*** Opening of Data ***

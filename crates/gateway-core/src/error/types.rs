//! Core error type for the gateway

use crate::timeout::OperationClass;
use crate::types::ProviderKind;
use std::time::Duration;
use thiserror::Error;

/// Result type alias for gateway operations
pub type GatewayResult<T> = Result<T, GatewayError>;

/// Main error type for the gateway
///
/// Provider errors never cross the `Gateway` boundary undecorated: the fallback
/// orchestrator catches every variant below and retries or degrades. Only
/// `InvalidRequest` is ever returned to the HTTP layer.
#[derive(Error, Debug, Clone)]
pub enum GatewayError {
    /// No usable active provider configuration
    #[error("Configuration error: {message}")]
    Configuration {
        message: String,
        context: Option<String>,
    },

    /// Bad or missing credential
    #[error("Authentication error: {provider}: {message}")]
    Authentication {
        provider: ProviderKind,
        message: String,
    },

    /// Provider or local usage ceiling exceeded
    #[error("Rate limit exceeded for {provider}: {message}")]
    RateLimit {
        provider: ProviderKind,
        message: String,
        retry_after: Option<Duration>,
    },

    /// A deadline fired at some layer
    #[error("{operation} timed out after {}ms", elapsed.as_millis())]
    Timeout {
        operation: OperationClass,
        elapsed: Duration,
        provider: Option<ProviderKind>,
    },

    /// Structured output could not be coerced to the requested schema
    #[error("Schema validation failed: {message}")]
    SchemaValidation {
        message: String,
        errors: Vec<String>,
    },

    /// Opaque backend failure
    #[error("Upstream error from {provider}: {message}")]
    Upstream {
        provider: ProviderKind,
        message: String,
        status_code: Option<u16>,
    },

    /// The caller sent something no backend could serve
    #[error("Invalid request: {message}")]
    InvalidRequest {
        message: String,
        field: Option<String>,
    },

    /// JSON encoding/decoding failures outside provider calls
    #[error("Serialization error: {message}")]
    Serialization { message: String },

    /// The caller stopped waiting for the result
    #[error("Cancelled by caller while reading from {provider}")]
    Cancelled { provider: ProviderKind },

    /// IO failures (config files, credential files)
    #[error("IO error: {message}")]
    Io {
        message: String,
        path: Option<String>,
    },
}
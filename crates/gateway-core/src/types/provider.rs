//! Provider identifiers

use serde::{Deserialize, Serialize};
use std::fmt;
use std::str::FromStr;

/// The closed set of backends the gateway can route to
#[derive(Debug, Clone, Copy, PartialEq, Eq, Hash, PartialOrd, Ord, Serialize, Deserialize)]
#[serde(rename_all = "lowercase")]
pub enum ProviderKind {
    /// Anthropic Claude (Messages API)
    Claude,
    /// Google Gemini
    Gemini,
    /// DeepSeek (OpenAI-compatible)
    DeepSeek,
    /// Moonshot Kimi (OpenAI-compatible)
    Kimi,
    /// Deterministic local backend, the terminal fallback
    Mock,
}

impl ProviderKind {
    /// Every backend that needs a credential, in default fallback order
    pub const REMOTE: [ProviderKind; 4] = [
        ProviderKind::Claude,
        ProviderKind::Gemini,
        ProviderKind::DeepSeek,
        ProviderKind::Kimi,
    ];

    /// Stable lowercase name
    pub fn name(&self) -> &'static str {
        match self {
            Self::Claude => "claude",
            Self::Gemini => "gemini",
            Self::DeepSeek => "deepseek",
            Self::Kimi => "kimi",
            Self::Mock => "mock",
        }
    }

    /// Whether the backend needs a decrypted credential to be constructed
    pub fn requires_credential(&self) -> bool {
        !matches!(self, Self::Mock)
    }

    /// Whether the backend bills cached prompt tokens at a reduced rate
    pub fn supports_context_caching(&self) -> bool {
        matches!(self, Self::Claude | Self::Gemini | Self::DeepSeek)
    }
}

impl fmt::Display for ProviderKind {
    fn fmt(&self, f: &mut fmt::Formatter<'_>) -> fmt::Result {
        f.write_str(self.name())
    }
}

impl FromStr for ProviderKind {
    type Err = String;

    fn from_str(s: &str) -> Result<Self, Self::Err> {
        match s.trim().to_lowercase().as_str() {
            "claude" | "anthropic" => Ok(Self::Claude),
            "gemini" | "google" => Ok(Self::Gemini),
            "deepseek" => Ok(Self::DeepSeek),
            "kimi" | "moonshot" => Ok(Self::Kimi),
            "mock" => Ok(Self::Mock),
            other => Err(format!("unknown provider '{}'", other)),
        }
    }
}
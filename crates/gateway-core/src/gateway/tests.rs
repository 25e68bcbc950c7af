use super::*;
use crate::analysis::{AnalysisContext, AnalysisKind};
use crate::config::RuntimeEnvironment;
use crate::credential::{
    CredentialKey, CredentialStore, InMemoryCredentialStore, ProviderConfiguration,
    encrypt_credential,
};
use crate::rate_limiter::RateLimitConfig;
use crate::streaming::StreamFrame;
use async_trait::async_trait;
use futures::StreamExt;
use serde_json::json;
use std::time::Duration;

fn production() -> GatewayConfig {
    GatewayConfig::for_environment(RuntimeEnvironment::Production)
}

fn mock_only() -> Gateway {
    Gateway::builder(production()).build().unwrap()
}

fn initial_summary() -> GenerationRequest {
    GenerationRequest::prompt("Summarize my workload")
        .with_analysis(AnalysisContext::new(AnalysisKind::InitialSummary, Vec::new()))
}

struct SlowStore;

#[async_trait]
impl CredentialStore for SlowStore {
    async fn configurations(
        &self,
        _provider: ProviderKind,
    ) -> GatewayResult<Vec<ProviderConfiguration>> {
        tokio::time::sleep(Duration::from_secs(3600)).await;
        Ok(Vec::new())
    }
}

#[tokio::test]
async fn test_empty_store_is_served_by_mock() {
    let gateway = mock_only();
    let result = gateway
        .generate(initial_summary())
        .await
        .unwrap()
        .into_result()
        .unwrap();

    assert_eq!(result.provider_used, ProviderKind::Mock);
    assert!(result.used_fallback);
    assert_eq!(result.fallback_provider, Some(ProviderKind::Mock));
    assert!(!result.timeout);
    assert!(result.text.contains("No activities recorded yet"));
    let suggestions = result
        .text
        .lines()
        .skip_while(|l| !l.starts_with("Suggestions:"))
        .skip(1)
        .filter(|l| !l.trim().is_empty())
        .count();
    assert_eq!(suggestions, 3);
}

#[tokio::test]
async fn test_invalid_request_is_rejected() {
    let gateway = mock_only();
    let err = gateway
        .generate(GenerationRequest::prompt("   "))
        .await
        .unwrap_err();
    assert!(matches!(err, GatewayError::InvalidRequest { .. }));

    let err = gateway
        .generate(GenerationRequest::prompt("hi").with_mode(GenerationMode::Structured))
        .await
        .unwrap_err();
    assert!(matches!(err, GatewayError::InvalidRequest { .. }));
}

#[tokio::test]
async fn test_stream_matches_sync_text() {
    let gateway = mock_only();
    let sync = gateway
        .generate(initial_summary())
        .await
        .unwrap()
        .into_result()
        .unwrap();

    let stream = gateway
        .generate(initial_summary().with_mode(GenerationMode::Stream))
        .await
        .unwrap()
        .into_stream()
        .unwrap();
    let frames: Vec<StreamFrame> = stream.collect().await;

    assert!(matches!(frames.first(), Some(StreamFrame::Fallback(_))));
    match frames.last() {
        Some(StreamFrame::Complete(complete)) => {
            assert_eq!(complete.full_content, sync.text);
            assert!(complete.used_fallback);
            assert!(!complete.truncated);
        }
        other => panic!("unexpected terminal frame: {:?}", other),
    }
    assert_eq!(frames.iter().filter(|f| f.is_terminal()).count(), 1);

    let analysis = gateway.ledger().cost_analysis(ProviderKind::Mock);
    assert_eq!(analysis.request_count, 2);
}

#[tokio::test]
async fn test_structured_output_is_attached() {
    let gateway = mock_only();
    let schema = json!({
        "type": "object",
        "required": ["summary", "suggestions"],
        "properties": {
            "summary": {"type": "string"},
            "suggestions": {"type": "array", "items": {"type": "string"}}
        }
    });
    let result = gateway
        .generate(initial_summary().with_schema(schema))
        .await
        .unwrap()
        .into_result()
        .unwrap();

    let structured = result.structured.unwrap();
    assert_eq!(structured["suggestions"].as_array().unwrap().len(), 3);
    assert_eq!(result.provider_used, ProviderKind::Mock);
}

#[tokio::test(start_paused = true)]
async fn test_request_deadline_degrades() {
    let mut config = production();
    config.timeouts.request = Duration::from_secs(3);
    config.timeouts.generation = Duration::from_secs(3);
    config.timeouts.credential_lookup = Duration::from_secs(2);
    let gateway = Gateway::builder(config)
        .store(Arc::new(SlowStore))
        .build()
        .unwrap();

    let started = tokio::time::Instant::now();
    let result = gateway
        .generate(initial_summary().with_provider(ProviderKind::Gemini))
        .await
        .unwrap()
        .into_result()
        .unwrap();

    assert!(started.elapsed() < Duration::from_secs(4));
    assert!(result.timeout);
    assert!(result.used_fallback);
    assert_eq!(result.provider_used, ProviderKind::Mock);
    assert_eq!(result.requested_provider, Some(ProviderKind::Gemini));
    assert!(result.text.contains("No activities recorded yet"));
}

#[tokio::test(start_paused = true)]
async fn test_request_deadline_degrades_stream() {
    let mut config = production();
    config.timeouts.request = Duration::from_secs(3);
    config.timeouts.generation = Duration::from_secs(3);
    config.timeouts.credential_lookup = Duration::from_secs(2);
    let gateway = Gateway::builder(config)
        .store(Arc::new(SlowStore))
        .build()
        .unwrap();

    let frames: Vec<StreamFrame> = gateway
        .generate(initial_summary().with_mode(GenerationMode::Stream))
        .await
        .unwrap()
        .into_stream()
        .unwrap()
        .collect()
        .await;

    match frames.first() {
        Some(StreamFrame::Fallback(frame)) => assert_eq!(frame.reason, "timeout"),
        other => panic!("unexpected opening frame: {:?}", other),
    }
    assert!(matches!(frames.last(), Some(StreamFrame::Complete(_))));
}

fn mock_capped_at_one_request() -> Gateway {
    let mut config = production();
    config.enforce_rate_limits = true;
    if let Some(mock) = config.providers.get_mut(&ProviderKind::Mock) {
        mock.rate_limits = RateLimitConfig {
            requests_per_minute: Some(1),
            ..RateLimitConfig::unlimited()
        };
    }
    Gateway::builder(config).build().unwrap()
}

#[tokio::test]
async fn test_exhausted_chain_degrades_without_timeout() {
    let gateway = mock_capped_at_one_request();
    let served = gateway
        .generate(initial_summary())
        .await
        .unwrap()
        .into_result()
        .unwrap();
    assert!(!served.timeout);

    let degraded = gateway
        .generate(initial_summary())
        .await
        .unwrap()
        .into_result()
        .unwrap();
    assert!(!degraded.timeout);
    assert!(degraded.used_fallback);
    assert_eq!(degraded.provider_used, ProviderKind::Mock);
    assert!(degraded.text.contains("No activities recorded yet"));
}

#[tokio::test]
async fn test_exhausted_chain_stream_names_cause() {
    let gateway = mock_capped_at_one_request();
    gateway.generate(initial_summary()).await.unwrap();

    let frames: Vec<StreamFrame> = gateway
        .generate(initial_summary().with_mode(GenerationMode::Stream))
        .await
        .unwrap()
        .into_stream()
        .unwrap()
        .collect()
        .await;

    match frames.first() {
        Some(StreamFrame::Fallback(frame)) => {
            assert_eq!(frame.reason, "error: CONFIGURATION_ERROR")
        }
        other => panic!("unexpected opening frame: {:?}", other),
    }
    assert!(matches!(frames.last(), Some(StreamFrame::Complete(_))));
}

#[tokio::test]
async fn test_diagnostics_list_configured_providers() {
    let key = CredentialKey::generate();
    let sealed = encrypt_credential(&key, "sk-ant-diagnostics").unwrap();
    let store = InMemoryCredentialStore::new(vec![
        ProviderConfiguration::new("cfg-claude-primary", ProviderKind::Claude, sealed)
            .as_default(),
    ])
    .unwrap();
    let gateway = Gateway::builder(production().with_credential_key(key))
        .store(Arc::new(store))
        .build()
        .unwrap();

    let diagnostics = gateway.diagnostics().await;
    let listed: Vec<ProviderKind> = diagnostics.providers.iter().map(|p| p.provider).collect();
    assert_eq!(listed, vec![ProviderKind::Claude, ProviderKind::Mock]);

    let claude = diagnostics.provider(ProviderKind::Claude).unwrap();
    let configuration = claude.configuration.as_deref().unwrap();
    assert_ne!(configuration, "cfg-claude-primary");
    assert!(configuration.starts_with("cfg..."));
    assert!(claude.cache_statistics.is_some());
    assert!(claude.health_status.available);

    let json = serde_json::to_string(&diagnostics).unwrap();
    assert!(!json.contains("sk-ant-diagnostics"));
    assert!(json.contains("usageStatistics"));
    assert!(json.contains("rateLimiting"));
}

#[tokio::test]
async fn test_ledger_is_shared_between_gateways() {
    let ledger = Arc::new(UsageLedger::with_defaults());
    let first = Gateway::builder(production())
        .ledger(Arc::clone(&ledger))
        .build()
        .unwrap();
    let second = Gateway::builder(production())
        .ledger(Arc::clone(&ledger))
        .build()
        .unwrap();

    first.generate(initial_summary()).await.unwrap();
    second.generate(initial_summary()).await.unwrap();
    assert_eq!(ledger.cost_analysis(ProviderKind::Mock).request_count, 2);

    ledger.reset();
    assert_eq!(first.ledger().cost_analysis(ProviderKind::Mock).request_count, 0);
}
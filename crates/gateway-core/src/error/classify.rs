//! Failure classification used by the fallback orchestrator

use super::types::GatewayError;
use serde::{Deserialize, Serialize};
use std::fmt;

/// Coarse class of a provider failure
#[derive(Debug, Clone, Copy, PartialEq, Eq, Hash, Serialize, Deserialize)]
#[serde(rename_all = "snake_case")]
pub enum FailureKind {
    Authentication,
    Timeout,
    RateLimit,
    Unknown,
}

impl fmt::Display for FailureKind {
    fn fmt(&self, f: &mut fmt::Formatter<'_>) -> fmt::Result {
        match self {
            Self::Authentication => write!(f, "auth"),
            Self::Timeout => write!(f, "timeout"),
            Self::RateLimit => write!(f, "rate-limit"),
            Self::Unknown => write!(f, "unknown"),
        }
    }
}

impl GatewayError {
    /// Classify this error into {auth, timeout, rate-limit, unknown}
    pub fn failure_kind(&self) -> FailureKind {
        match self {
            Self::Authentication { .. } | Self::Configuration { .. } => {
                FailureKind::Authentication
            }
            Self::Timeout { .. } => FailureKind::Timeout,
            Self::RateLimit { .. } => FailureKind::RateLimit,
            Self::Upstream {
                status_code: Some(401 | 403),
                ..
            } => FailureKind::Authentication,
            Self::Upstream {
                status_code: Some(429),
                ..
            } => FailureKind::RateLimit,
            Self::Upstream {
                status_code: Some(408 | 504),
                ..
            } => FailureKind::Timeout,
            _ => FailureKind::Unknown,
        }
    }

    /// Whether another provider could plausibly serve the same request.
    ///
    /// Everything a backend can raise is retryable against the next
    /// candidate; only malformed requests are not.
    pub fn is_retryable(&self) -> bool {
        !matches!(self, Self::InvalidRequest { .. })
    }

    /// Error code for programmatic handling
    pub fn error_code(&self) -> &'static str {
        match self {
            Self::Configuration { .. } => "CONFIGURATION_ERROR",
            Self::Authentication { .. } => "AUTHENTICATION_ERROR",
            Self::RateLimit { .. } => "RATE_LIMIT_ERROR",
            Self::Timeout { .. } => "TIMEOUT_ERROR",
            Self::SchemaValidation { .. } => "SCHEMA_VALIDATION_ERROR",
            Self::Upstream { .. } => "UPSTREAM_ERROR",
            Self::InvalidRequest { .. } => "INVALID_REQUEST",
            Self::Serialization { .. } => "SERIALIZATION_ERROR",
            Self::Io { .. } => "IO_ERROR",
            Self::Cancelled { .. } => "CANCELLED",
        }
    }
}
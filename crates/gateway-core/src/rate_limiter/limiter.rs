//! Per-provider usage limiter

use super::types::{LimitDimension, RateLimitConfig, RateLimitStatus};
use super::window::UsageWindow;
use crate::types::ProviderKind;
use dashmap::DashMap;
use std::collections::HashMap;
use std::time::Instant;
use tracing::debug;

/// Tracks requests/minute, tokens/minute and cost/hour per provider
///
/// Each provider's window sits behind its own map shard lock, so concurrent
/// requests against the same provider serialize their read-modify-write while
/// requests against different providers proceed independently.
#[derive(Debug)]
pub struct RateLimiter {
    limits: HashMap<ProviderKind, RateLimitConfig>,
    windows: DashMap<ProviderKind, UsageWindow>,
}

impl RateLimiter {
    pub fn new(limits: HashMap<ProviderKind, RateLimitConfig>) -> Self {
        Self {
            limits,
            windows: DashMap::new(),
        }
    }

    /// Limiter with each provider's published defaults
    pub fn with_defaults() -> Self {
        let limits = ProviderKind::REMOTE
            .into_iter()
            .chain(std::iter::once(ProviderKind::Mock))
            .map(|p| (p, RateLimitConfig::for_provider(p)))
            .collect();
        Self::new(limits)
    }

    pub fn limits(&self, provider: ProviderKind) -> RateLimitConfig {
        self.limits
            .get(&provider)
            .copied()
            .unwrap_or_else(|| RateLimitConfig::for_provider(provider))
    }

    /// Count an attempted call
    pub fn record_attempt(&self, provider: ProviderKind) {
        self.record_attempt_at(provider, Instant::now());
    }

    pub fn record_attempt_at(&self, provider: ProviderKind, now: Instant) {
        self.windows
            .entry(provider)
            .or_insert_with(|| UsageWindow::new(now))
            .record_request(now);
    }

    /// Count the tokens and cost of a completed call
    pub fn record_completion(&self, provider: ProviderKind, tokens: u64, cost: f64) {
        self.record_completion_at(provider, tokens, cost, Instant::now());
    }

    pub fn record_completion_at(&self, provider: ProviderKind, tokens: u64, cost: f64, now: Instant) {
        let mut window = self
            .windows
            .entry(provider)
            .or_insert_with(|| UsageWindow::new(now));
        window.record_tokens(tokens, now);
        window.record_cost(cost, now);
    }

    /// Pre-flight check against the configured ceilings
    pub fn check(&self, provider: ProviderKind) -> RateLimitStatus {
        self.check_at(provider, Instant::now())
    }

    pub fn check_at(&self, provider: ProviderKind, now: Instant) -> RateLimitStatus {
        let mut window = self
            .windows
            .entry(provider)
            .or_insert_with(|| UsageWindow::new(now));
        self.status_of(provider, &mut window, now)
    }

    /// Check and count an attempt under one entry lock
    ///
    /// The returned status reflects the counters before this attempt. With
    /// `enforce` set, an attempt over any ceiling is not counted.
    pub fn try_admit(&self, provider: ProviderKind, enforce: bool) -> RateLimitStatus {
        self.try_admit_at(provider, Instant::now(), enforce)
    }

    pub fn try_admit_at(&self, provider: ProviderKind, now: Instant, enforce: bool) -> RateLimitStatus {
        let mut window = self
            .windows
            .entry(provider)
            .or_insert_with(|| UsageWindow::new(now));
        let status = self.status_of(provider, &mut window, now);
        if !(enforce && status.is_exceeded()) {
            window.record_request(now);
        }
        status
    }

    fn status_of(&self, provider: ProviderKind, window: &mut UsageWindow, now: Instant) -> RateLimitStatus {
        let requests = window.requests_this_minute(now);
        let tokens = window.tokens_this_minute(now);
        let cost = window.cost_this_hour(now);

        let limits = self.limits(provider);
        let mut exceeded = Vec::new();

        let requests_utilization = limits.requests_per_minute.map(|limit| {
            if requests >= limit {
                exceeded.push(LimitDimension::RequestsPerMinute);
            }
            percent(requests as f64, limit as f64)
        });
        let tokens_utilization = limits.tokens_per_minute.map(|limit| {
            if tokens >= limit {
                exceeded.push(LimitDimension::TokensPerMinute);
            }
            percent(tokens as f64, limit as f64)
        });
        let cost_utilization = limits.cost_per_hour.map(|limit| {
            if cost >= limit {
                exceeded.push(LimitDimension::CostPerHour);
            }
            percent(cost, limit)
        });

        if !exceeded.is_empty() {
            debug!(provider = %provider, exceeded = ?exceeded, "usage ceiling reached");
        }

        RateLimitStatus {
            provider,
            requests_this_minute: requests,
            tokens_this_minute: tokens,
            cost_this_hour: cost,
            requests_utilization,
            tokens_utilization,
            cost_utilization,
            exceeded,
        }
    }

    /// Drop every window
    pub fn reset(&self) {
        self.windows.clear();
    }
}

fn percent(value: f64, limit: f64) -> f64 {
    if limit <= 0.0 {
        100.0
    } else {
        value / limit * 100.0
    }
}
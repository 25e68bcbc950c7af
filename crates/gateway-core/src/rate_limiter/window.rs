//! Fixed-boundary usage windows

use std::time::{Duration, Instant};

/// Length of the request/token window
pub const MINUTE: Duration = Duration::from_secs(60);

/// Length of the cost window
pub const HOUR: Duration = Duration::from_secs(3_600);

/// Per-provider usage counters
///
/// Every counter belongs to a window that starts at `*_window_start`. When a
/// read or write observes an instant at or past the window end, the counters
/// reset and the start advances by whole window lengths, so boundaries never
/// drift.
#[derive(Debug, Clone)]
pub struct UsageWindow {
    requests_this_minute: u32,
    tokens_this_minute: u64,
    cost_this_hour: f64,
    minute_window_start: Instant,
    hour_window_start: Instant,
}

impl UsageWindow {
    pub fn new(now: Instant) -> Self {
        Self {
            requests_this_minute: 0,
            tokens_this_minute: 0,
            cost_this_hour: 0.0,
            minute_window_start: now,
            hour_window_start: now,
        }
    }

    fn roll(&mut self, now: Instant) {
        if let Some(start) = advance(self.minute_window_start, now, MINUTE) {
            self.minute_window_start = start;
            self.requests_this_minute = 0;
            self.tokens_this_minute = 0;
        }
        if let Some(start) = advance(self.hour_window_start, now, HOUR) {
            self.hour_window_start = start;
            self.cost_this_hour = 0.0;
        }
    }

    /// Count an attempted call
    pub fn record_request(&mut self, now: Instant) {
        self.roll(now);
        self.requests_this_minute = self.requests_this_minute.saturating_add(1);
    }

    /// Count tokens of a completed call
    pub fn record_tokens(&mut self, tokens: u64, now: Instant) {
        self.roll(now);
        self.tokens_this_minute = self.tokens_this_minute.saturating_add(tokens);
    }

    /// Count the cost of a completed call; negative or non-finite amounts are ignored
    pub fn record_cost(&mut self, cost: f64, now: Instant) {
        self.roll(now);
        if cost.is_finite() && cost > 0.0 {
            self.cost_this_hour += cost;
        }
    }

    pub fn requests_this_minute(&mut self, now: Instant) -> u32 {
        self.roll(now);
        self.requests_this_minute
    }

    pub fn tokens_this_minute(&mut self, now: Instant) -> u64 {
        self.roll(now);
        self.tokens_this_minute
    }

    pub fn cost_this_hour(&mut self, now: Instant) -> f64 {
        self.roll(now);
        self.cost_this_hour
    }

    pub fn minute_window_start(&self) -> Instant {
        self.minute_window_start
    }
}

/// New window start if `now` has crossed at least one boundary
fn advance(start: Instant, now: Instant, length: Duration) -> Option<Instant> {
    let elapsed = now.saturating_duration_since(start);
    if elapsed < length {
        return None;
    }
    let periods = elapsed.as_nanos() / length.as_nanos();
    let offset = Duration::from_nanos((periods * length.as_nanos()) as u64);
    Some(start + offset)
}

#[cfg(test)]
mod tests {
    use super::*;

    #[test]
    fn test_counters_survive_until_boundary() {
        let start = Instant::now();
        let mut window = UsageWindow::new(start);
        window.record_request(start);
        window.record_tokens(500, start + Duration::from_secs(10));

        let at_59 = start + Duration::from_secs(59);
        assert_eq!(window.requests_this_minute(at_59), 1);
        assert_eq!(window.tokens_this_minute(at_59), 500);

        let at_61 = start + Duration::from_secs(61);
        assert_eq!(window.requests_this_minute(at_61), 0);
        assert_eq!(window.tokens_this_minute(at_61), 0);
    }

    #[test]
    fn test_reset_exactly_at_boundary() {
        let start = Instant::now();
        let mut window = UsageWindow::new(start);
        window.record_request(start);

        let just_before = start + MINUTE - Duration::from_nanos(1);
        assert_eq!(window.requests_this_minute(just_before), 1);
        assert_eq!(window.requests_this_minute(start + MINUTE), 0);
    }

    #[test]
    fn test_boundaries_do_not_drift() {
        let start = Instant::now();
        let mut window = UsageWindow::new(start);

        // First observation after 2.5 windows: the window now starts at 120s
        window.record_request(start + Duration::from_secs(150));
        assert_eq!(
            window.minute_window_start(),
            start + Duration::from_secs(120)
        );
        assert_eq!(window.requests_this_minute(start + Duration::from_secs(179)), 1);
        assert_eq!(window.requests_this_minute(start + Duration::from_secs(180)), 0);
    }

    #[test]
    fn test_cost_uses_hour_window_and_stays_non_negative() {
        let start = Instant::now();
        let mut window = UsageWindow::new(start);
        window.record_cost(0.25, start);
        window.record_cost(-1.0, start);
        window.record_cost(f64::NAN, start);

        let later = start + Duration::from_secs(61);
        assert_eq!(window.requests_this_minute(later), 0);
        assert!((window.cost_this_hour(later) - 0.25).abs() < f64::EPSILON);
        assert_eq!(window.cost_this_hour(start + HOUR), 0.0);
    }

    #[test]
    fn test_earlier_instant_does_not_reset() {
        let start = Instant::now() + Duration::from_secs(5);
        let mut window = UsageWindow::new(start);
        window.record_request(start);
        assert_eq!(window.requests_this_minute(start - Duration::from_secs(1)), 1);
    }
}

*** Close of Data ***

[The task] State how many lines above contain the string "InMemoryCredentialStore", with no other words.

[Output for this exercise] 2